Ontem fui com amigos na estréia de “Código da Vinci”. Bom, se você ainda não viu o filme, pode ler tranqüilamante que eu não vou estragar nada da trama.
A campanha pubicitária desse filme está sendo algo brutal. Chegaram até a construir uma pirâmide em Cannes, cidade onde ocorreu a estréia mundial. E todos os cinemas do planeta devem estar lotados agora.
E o resultado do filme, como não poderia ser diferente, é decepcionante. Digamos que o comentário que você mais vai escutar é “o livro é muuuuito melhor”. Que novidade. Deve-se tomar em conta que é realmente difícil adaptar uma obra com tantos detalhes em duas horas e meia. Sinceramente, acho que é uma missão quase impossível, alguém que não leu o livro compreender tudo que rola. Personagens secundários fundamentais parecem ter pouca importância na tela grande, e o suspense que era o ponto alto na obra literária, no filme é basicamente inexistente. E tudo acontece muito rápido, eu fiquei com a sensação de estar vendo uma adptação de um resumão daqueles que líamos no colégio. O ponto alto fica por conta da qualidade dos flashbacks históricos e alguma que outra piadinha que eu não lembrava. E só. Mas apesar de todos os defeitos, com toda sua polêmcia milimetricamente fabricada, o “Código da Vince” deve render alguns oceanos de dólares. Na minha humilde opinião, o ideal seria adaptar o filme em uma daquelas super séries americanas, do estilo “Band of Brothers”. Em 10 episódios, com certeza o clima de mistério seria mil vezes melhor explorado e todos os detalhes mais explicados. Mas não renderia tanto dinheiro assim aos produtores e que se foda o consumidor, esse imbecil.
Mas personalmente o filme me rendeu boas lembranças. Primeiro por que quando o li o estava na metade do mochilão, o que fez eu me lembrar de aventuras na Itália e na França. E também por duas cenas expecíficas.
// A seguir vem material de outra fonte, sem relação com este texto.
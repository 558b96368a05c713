pub mod math;
pub mod error;
pub mod filters;
pub mod image;
pub mod dispatch;
pub mod config;

// Convenience re-exports
pub use math::matrix::PixelMatrix;
pub use error::{DispatchError, ImageError};
pub use filters::{Direction, Filter};
pub use self::image::img::Image;
pub use self::image::codec::Quantize;
pub use dispatch::{BotMode, Dispatcher, Message, Outcome, Transport};
pub use config::BotConfig;
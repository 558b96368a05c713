/// Codec adapter between encoded image bytes and the grayscale engine.
///
/// Decoding accepts whatever the enabled `image` features read
/// (PNG/JPEG/BMP/GIF) and always yields 8-bit RGB. Encoding writes a single
/// channel 8-bit image.
use std::io::Cursor;
use std::path::Path;

use ::image::{GrayImage, ImageFormat, ImageOutputFormat, Luma};
use serde::{Serialize, Deserialize};

use crate::error::ImageError;
use crate::image::grayscale::RgbGrid;
use crate::math::matrix::PixelMatrix;

/// How fractional intensities become 8-bit pixels.
///
/// - `Stretch` — map the current min..max linearly onto 0..255, the way a
///   gray colormap auto-scales. Contour maps, whose values sit near zero,
///   stay visible. A flat image has no range to stretch and falls back to
///   `Clamp`.
/// - `Clamp`   — round to the nearest integer and clamp to [0, 255], keeping
///   absolute intensities.
#[derive(Debug, Clone, Copy, PartialEq, Eq, Default, Serialize, Deserialize)]
#[serde(rename_all = "snake_case")]
pub enum Quantize {
    Clamp,
    #[default]
    Stretch,
}

pub fn decode_rgb(bytes: &[u8]) -> Result<RgbGrid, ImageError> {
    let img = ::image::load_from_memory(bytes).map_err(|e| ImageError::Decode(e.to_string()))?;
    let rgb = img.to_rgb8();
    let (width, height) = rgb.dimensions();
    if width == 0 || height == 0 {
        return Err(ImageError::Decode("image has no pixels".into()));
    }
    Ok(rgb.rows()
        .map(|row| row.map(|p| p.0).collect())
        .collect())
}

/// Quantizes the matrix to an 8-bit grayscale buffer.
pub fn to_gray_image(matrix: &PixelMatrix, quantize: Quantize) -> GrayImage {
    let (lo, hi) = matrix.values().fold((f64::INFINITY, f64::NEG_INFINITY), |(lo, hi), x| {
        (lo.min(x), hi.max(x))
    });
    let stretch = quantize == Quantize::Stretch && hi > lo;

    let (height, width) = matrix.shape();
    GrayImage::from_fn(width as u32, height as u32, |x, y| {
        let v = matrix.get(y as usize, x as usize);
        let v = if stretch { (v - lo) * 255.0 / (hi - lo) } else { v };
        Luma([v.round().clamp(0.0, 255.0) as u8])
    })
}

/// Output format for a destination path: PNG, JPEG and BMP follow the
/// extension, anything else is written as PNG.
pub fn format_for_path(path: &Path) -> ImageFormat {
    match ImageFormat::from_path(path) {
        Ok(format @ (ImageFormat::Png | ImageFormat::Jpeg | ImageFormat::Bmp)) => format,
        _ => ImageFormat::Png,
    }
}

pub fn encode(matrix: &PixelMatrix, quantize: Quantize, format: ImageFormat) -> Result<Vec<u8>, ImageError> {
    let gray = to_gray_image(matrix, quantize);
    let mut out = Cursor::new(Vec::new());
    ::image::DynamicImage::ImageLuma8(gray)
        .write_to(&mut out, ImageOutputFormat::from(format))
        .map_err(|e| ImageError::Encode(e.to_string()))?;
    Ok(out.into_inner())
}

pub fn encode_png(matrix: &PixelMatrix, quantize: Quantize) -> Result<Vec<u8>, ImageError> {
    encode(matrix, quantize, ImageFormat::Png)
}
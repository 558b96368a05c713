use crate::error::ImageError;
use crate::math::matrix::PixelMatrix;

/// Decoded 8-bit RGB pixels, row-major.
pub type RgbGrid = Vec<Vec<[u8; 3]>>;

pub const RED_WEIGHT: f64 = 0.2989;
pub const GREEN_WEIGHT: f64 = 0.5870;
pub const BLUE_WEIGHT: f64 = 0.1140;

/// Luma of one pixel. The weights sum to 0.9999, so white maps to 254.9985.
pub fn luma([r, g, b]: [u8; 3]) -> f64 {
    RED_WEIGHT * r as f64 + GREEN_WEIGHT * g as f64 + BLUE_WEIGHT * b as f64
}

/// Reduces an RGB grid to a single-channel matrix. Fails on empty or ragged
/// input.
pub fn rgb_to_gray(rgb: &[Vec<[u8; 3]>]) -> Result<PixelMatrix, ImageError> {
    PixelMatrix::from_rows(
        rgb.iter()
            .map(|row| row.iter().map(|&px| luma(px)).collect())
            .collect()
    )
}
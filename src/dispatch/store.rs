use std::io;
use std::path::{Component, Path, PathBuf};

use crate::dispatch::transport::Attachment;

/// Local storage for downloaded photos and filtered output.
///
/// Files are kept under `root` at the platform's relative path, so
/// `photos/file_3.jpg` lands at `<root>/photos/file_3.jpg`.
#[derive(Debug, Clone)]
pub struct PhotoStore {
    root: PathBuf,
}

impl PhotoStore {
    pub fn new(root: impl Into<PathBuf>) -> Self {
        PhotoStore { root: root.into() }
    }

    pub fn root(&self) -> &Path {
        &self.root
    }

    /// Writes a downloaded attachment and returns its local path.
    pub fn save_attachment(&self, attachment: &Attachment) -> io::Result<PathBuf> {
        let relative = Path::new(&attachment.file_path);
        let safe = relative
            .components()
            .all(|c| matches!(c, Component::Normal(_)));
        if !safe || relative.as_os_str().is_empty() {
            return Err(io::Error::new(
                io::ErrorKind::InvalidInput,
                format!("refusing to store attachment at '{}'", attachment.file_path),
            ));
        }
        let path = self.root.join(relative);
        self.write(&path, &attachment.bytes)?;
        Ok(path)
    }

    pub fn write(&self, path: &Path, bytes: &[u8]) -> io::Result<()> {
        if let Some(parent) = path.parent() {
            std::fs::create_dir_all(parent)?;
        }
        std::fs::write(path, bytes)
    }

    pub fn read(&self, path: &Path) -> io::Result<Vec<u8>> {
        std::fs::read(path)
    }
}
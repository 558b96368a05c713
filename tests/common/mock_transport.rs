use std::collections::HashMap;
use std::sync::Mutex;

use polybot::dispatch::{Attachment, ChatId, Transport};
use polybot::DispatchError;

#[derive(Debug, Clone, PartialEq)]
pub enum Sent {
    Text { chat_id: ChatId, text: String },
    Quote { chat_id: ChatId, text: String, quoted: i64 },
    Photo { chat_id: ChatId, file_name: String, bytes: Vec<u8> },
}

/// In-memory transport: serves registered files and records every send.
#[derive(Default)]
pub struct MockTransport {
    files: Mutex<HashMap<String, Attachment>>,
    sent: Mutex<Vec<Sent>>,
    fail_photos: Mutex<bool>,
}

impl MockTransport {
    pub fn new() -> Self {
        MockTransport::default()
    }

    /// Registers `bytes` under `file_id`, stored as `photos/<file_id>.png`.
    pub fn add_file(&self, file_id: &str, bytes: Vec<u8>) {
        self.files.lock().unwrap().insert(
            file_id.to_owned(),
            Attachment { file_path: format!("photos/{}.png", file_id), bytes },
        );
    }

    pub fn fail_photo_sends(&self, fail: bool) {
        *self.fail_photos.lock().unwrap() = fail;
    }

    pub fn sent(&self) -> Vec<Sent> {
        self.sent.lock().unwrap().clone()
    }

    pub fn last_text(&self) -> Option<String> {
        self.sent().into_iter().rev().find_map(|s| match s {
            Sent::Text { text, .. } => Some(text),
            _ => None,
        })
    }

    pub fn photos(&self) -> Vec<Vec<u8>> {
        self.sent()
            .into_iter()
            .filter_map(|s| match s {
                Sent::Photo { bytes, .. } => Some(bytes),
                _ => None,
            })
            .collect()
    }
}

impl Transport for MockTransport {
    fn fetch_attachment(&self, file_id: &str) -> Result<Attachment, DispatchError> {
        self.files
            .lock()
            .unwrap()
            .get(file_id)
            .cloned()
            .ok_or_else(|| DispatchError::Transport(format!("no such file: {}", file_id)))
    }

    fn send_text(&self, chat_id: ChatId, text: &str) -> Result<(), DispatchError> {
        self.sent.lock().unwrap().push(Sent::Text { chat_id, text: text.to_owned() });
        Ok(())
    }

    fn send_text_with_quote(&self, chat_id: ChatId, text: &str, quoted_msg_id: i64) -> Result<(), DispatchError> {
        self.sent.lock().unwrap().push(Sent::Quote {
            chat_id,
            text: text.to_owned(),
            quoted: quoted_msg_id,
        });
        Ok(())
    }

    fn send_photo(&self, chat_id: ChatId, file_name: &str, bytes: Vec<u8>) -> Result<(), DispatchError> {
        if *self.fail_photos.lock().unwrap() {
            return Err(DispatchError::Transport("upload rejected".into()));
        }
        self.sent.lock().unwrap().push(Sent::Photo {
            chat_id,
            file_name: file_name.to_owned(),
            bytes,
        });
        Ok(())
    }
}
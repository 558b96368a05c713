#![allow(dead_code)]
pub mod fixtures;
pub mod mock_transport;
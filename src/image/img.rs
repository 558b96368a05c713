use std::path::{Path, PathBuf};

use rand::Rng;

use crate::error::ImageError;
use crate::filters::{
    Concat, Direction, Filter, FlipHorizontal, Rotate, SaltAndPepper, Segment, DEFAULT_BLUR_LEVEL,
};
use crate::image::grayscale::rgb_to_gray;
use crate::math::matrix::PixelMatrix;

/// A grayscale image together with the path it was loaded from.
///
/// Transformations consume the image and hand back a new one, so a chain of
/// filters reads as `img.rotate().rotate()` and a failed step leaves nothing
/// half-modified behind.
#[derive(Debug, Clone, PartialEq)]
pub struct Image {
    source: PathBuf,
    matrix: PixelMatrix,
}

impl Image {
    /// Builds an image from decoded RGB pixels. This is the only place color
    /// is read; everything downstream is single-channel.
    pub fn from_rgb(source: impl Into<PathBuf>, rgb: &[Vec<[u8; 3]>]) -> Result<Image, ImageError> {
        Ok(Image {
            source: source.into(),
            matrix: rgb_to_gray(rgb)?,
        })
    }

    pub fn from_matrix(source: impl Into<PathBuf>, matrix: PixelMatrix) -> Image {
        Image { source: source.into(), matrix }
    }

    pub fn apply(self, filter: Filter) -> Result<Image, ImageError> {
        let matrix = filter.apply(&self.matrix)?;
        log::debug!(
            "{}: {:?} -> {:?}", filter.name(), self.matrix.shape(), matrix.shape()
        );
        Ok(self.with_matrix(matrix))
    }

    /// Applies `filters` in order, stopping at the first failure.
    pub fn apply_all(self, filters: &[Filter]) -> Result<Image, ImageError> {
        filters.iter().try_fold(self, |img, filter| img.apply(*filter))
    }

    pub fn blur(self, level: usize) -> Result<Image, ImageError> {
        self.apply(Filter::Blur { level })
    }

    pub fn blur_default(self) -> Result<Image, ImageError> {
        self.blur(DEFAULT_BLUR_LEVEL)
    }

    pub fn contour(self) -> Result<Image, ImageError> {
        self.apply(Filter::Contour)
    }

    pub fn rotate(self) -> Image {
        let matrix = Rotate::apply(&self.matrix);
        self.with_matrix(matrix)
    }

    pub fn flip_horizontal(self) -> Image {
        let matrix = FlipHorizontal::apply(&self.matrix);
        self.with_matrix(matrix)
    }

    pub fn salt_and_pepper(self) -> Image {
        self.salt_and_pepper_with(&mut rand::thread_rng())
    }

    pub fn salt_and_pepper_with<R: Rng + ?Sized>(self, rng: &mut R) -> Image {
        let matrix = SaltAndPepper::apply_with(&self.matrix, rng);
        self.with_matrix(matrix)
    }

    pub fn segment(self) -> Image {
        let matrix = Segment::apply(&self.matrix);
        self.with_matrix(matrix)
    }

    /// Joins `other` after this image (to the right, or below for
    /// `Direction::Vertical`). The result keeps this image's source path.
    pub fn concat(self, other: &Image, direction: Direction) -> Result<Image, ImageError> {
        let matrix = Concat::apply(&self.matrix, &other.matrix, direction)?;
        Ok(self.with_matrix(matrix))
    }

    fn with_matrix(self, matrix: PixelMatrix) -> Image {
        Image { source: self.source, matrix }
    }

    /// Current pixels, for encoding. Reading never changes the image.
    pub fn matrix(&self) -> &PixelMatrix {
        &self.matrix
    }

    pub fn source(&self) -> &Path {
        &self.source
    }

    /// `<dir>/<stem>_filtered.<ext>` next to the source file.
    pub fn filtered_path(&self) -> PathBuf {
        let stem = self.source
            .file_stem()
            .map(|s| s.to_string_lossy().into_owned())
            .unwrap_or_default();
        let name = match self.source.extension() {
            Some(ext) => format!("{}_filtered.{}", stem, ext.to_string_lossy()),
            None => format!("{}_filtered", stem),
        };
        self.source.with_file_name(name)
    }
}
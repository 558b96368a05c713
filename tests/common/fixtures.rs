use std::io::Cursor;

use image::{ImageOutputFormat, Rgb, RgbImage};
use polybot::dispatch::message::{Chat, Message, PhotoSize};
use polybot::PixelMatrix;

/// Row-major matrix from literal rows.
pub fn matrix(rows: &[&[f64]]) -> PixelMatrix {
    PixelMatrix::from_rows(rows.iter().map(|r| r.to_vec()).collect()).unwrap()
}

/// `rows × cols` matrix where cell (i, j) = i * cols + j.
pub fn ramp(rows: usize, cols: usize) -> PixelMatrix {
    PixelMatrix::from_rows(
        (0..rows)
            .map(|i| (0..cols).map(|j| (i * cols + j) as f64).collect())
            .collect(),
    )
    .unwrap()
}

/// PNG bytes of a `width × height` gray image with a left-to-right ramp.
pub fn png_bytes(width: u32, height: u32) -> Vec<u8> {
    let img = RgbImage::from_fn(width, height, |x, _| {
        let v = (x * 10 % 256) as u8;
        Rgb([v, v, v])
    });
    let mut out = Cursor::new(Vec::new());
    image::DynamicImage::ImageRgb8(img)
        .write_to(&mut out, ImageOutputFormat::Png)
        .unwrap();
    out.into_inner()
}

pub fn photo_message(chat_id: i64, message_id: i64, file_id: &str, caption: Option<&str>) -> Message {
    Message {
        message_id,
        chat: Chat { id: chat_id },
        text: None,
        caption: caption.map(str::to_owned),
        photo: Some(vec![
            PhotoSize { file_id: format!("{}-thumb", file_id), width: 1, height: 1 },
            PhotoSize { file_id: file_id.to_owned(), width: 0, height: 0 },
        ]),
    }
}

pub fn text_message(chat_id: i64, message_id: i64, text: &str) -> Message {
    Message {
        message_id,
        chat: Chat { id: chat_id },
        text: Some(text.to_owned()),
        caption: None,
        photo: None,
    }
}
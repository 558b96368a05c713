use crate::math::matrix::PixelMatrix;

pub struct Rotate;

impl Rotate {
    /// Quarter turn clockwise: reverse the row order, then transpose.
    /// Row `k` of the result is column `k` of the input read bottom-to-top.
    pub fn apply(matrix: &PixelMatrix) -> PixelMatrix {
        let reversed: Vec<Vec<f64>> = matrix.row_slices().iter().rev().cloned().collect();
        PixelMatrix::from_rows_unchecked(reversed).transpose()
    }
}
use std::collections::HashMap;
use std::path::PathBuf;
use std::sync::{Arc, Mutex, MutexGuard};

use crate::dispatch::message::ChatId;

/// Per-chat conversation state.
#[derive(Debug, Default, Clone)]
pub struct Session {
    /// Stored photo waiting for a partner to be concatenated with. Set by a
    /// `concat` caption, cleared only after a successful concatenation. It
    /// never expires.
    pub pending_first: Option<PathBuf>,
}

/// Chat id → session map.
///
/// Each chat has its own lock. A handler holds it for the whole message, so
/// two messages from the same chat never interleave while different chats
/// proceed in parallel. Entries exist only while a chat has a pending image
/// or a message in flight; idle chats are dropped by `release`.
#[derive(Debug, Default)]
pub struct SessionStore {
    chats: Mutex<HashMap<ChatId, Arc<Mutex<Session>>>>,
}

impl SessionStore {
    pub fn new() -> Self {
        SessionStore::default()
    }

    /// Returns the chat's session cell, creating an empty one on first use.
    pub fn chat(&self, chat_id: ChatId) -> Arc<Mutex<Session>> {
        let mut chats = lock(&self.chats);
        chats.entry(chat_id).or_default().clone()
    }

    /// Hands back a cell obtained from `chat` once its message is done. The
    /// entry is removed when the chat has nothing pending and no other
    /// handler holds or awaits the cell.
    pub fn release(&self, chat_id: ChatId, cell: Arc<Mutex<Session>>) {
        let mut chats = lock(&self.chats);
        // One reference in the map, one in `cell`. Any other handler got its
        // clone through the map lock we now hold.
        if Arc::strong_count(&cell) != 2 {
            return;
        }
        let idle = match cell.try_lock() {
            Ok(session) => session.pending_first.is_none(),
            Err(_) => false,
        };
        if idle {
            chats.remove(&chat_id);
        }
    }

    pub fn pending_first(&self, chat_id: ChatId) -> Option<PathBuf> {
        let cell = lock(&self.chats).get(&chat_id).cloned()?;
        let session = lock(&cell);
        session.pending_first.clone()
    }

    /// Number of chats currently tracked.
    pub fn len(&self) -> usize {
        lock(&self.chats).len()
    }

    pub fn is_empty(&self) -> bool {
        self.len() == 0
    }
}

/// Locks a mutex, recovering the data if a previous holder panicked. Session
/// state is a plain value that is never left half-written.
pub(crate) fn lock<T>(mutex: &Mutex<T>) -> MutexGuard<'_, T> {
    mutex.lock().unwrap_or_else(|poisoned| poisoned.into_inner())
}
use serde::{Serialize, Deserialize};

use crate::error::ImageError;
use crate::filters::{
    blur::BoxBlur, contour::Contour, flip::FlipHorizontal, rotate::Rotate,
    salt_pepper::SaltAndPepper, segment::Segment,
};
use crate::math::matrix::PixelMatrix;

/// A single-image transformation.
///
/// - `Blur { level }`   — box blur over a `level × level` window; shrinks the image.
/// - `Contour`          — horizontal edge magnitude; one column narrower.
/// - `Rotate`           — 90° clockwise; swaps height and width.
/// - `FlipHorizontal`   — mirror left to right.
/// - `SaltAndPepper`    — random white/black noise, 20% each.
/// - `Segment`          — binary threshold at 100.
#[derive(Debug, Clone, Copy, PartialEq, Eq, Serialize, Deserialize)]
#[serde(tag = "type", rename_all = "snake_case")]
pub enum Filter {
    Blur { level: usize },
    Contour,
    Rotate,
    FlipHorizontal,
    SaltAndPepper,
    Segment,
}

impl Filter {
    pub fn apply(&self, matrix: &PixelMatrix) -> Result<PixelMatrix, ImageError> {
        match self {
            Filter::Blur { level }    => BoxBlur::apply(matrix, *level),
            Filter::Contour           => Contour::apply(matrix),
            Filter::Rotate            => Ok(Rotate::apply(matrix)),
            Filter::FlipHorizontal    => Ok(FlipHorizontal::apply(matrix)),
            Filter::SaltAndPepper     => Ok(SaltAndPepper::apply(matrix)),
            Filter::Segment           => Ok(Segment::apply(matrix)),
        }
    }

    /// Short lowercase name used in logs.
    pub fn name(&self) -> &'static str {
        match self {
            Filter::Blur { .. }       => "blur",
            Filter::Contour           => "contour",
            Filter::Rotate            => "rotate",
            Filter::FlipHorizontal    => "flip horizontal",
            Filter::SaltAndPepper     => "salt and pepper",
            Filter::Segment           => "segment",
        }
    }
}
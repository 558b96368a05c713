use crate::math::matrix::PixelMatrix;

/// Cells strictly above this value turn white.
pub const SEGMENT_THRESHOLD: f64 = 100.0;

pub struct Segment;

impl Segment {
    /// Binary threshold: 255 above `SEGMENT_THRESHOLD`, 0 otherwise.
    pub fn apply(matrix: &PixelMatrix) -> PixelMatrix {
        matrix.map(|x| if x > SEGMENT_THRESHOLD { 255.0 } else { 0.0 })
    }
}
pub mod compare_use_case;
pub mod ports;

pub use compare_use_case::{ComparisonRun, ComparisonUseCase};
//! Decimal parsing shared by the size and price normalizers.
//!
//! Both "." and "," are accepted as the fractional separator. A single ","
//! followed by exactly three digits is a thousands separator, so "1,500"
//! reads as 1500 and "1,5" as 1.5.

use once_cell::sync::Lazy;
use regex::Regex;
use rust_decimal::Decimal;
use std::str::FromStr;

/// Digits with optional "." / "," groups, e.g. "1.5", "1,500", "1.234,56"
pub(crate) const NUMBER_PATTERN: &str = r"\d+(?:[.,]\d+)*";

/// Space-grouped thousands ("1 234,56") are only accepted when every group
/// after the first has exactly three digits.
static AMOUNT_RUN: Lazy<Regex> = Lazy::new(|| {
    Regex::new(r"\d{1,3}(?:[ \u{00A0}]\d{3})+(?:[.,]\d+)?|\d+(?:[.,]\d+)*")
        .expect("amount pattern is valid")
});

/// Parse a single numeric token, resolving decimal vs thousands separators.
pub fn parse_decimal(token: &str) -> Option<Decimal> {
    let cleaned: String = token.chars().filter(|c| !c.is_whitespace()).collect();
    if cleaned.is_empty() || !cleaned.chars().all(|c| c.is_ascii_digit() || c == '.' || c == ',') {
        return None;
    }

    let canonical = match (cleaned.rfind('.'), cleaned.rfind(',')) {
        // Both present: whichever comes last is the decimal separator
        (Some(dot), Some(comma)) => {
            let (decimal, thousands) = if dot > comma { ('.', ',') } else { (',', '.') };
            let without_groups: String = cleaned.chars().filter(|c| *c != thousands).collect();
            if without_groups.matches(decimal).count() > 1 {
                return None;
            }
            without_groups.replace(decimal, ".")
        }
        (None, Some(_)) => resolve_single_separator(&cleaned, ',')?,
        (Some(_), None) => resolve_single_separator(&cleaned, '.')?,
        (None, None) => cleaned,
    };

    Decimal::from_str(&canonical).ok().map(|d| d.normalize())
}

/// Find the first amount in free text ("R 1 234,56", "ZAR45.99 each") and parse it.
pub fn first_amount(text: &str) -> Option<Decimal> {
    AMOUNT_RUN.find(text).and_then(|m| parse_decimal(m.as_str()))
}

fn resolve_single_separator(cleaned: &str, separator: char) -> Option<String> {
    let groups: Vec<&str> = cleaned.split(separator).collect();
    if groups.iter().any(|g| g.is_empty()) {
        return None;
    }

    if groups.len() > 2 {
        // Repeated separators can only be digit grouping ("1,234,567")
        return if groups[1..].iter().all(|g| g.len() == 3) {
            Some(groups.concat())
        } else {
            None
        };
    }

    if separator == ',' && groups[1].len() == 3 {
        Some(groups.concat())
    } else {
        Some(groups.join("."))
    }
}
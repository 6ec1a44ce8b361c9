use serde::Deserialize;
use std::fs;
use std::path::Path;
use tracing::debug;

use crate::error::{CompareError, Result};
use crate::logging::LoggingConfig;
use crate::pipeline::processing::matching::MatchingConfig;
use crate::pipeline::processing::normalize::NormalizeConfig;

/// Environment variable overriding `matching.threshold`
pub const THRESHOLD_ENV: &str = "PRICE_COMPARE_THRESHOLD";

#[derive(Debug, Clone, Default, Deserialize)]
#[serde(default)]
pub struct Config {
    pub matching: MatchingConfig,
    pub normalize: NormalizeConfig,
    pub logging: LoggingConfig,
}

impl Config {
    pub fn load(path: impl AsRef<Path>) -> Result<Self> {
        let path = path.as_ref();
        let content = fs::read_to_string(path).map_err(|e| {
            CompareError::Config(format!("Failed to read config file '{}': {}", path.display(), e))
        })?;
        Self::from_toml_str(&content)
    }

    pub fn from_toml_str(content: &str) -> Result<Self> {
        let config: Config = toml::from_str(content)?;
        config.validate()?;
        Ok(config)
    }

    pub fn validate(&self) -> Result<()> {
        self.matching.validate()
    }

    /// Apply `PRICE_COMPARE_THRESHOLD` if set
    pub fn apply_env_overrides(&mut self) -> Result<()> {
        if let Ok(raw) = std::env::var(THRESHOLD_ENV) {
            self.set_threshold_from_str(&raw)?;
        }
        Ok(())
    }

    fn set_threshold_from_str(&mut self, raw: &str) -> Result<()> {
        let threshold: f64 = raw
            .trim()
            .parse()
            .map_err(|_| CompareError::Config(format!("{} is not a number: '{}'", THRESHOLD_ENV, raw)))?;
        debug!(threshold, "Match threshold overridden from environment");
        self.matching.threshold = threshold;
        self.matching.validate()
    }
}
A primeira é quando Tom Hanks chega na frente da pirâmide do Louvre, iluminada, sem ninguém em volta. No final de setembro eu e o Rica saímos bebaços de uma disco de Paris e nós perdemos pra voltar ao albergue. Estamos indo de rua em rua até que nos damos de cara com a tal pirâmide deserta. Me senti como Robert Langdon (serei retardado?). Definitivamente a Cidade da Luz têm seus encantos, se um turista se perde em Porto Alegre, ele acaba achando a Vila Cruzeiro e com sorte não vão meter uma pirâmide em seu rabo.

E a segunda cena se passa na Igreja dos Códigos, a uma hora de Edimburgo, que visitei em janeiro com o Gabriel. A diferença é que quando visitamos ela tava toda em obras, ou sei lá o quê, e no filme se vê lindona. E acho que vi a ponta do segurança que nós perguntamos quantos mais ou menos tinha aumentado as visitas ali depois do livro (muito, não lembro agora).

Mas o que me deu mais raiva de tudo, é que o cinema na Espanha é dublado. E ter que agüentar todo o filme, Amelie Poulain, vulgo Audrey Tautou, falando castelhano com forte acento francês foi de doer. Definitivamente abandono os cinemas daqui, viva o Emule e chega de códigos por hoje.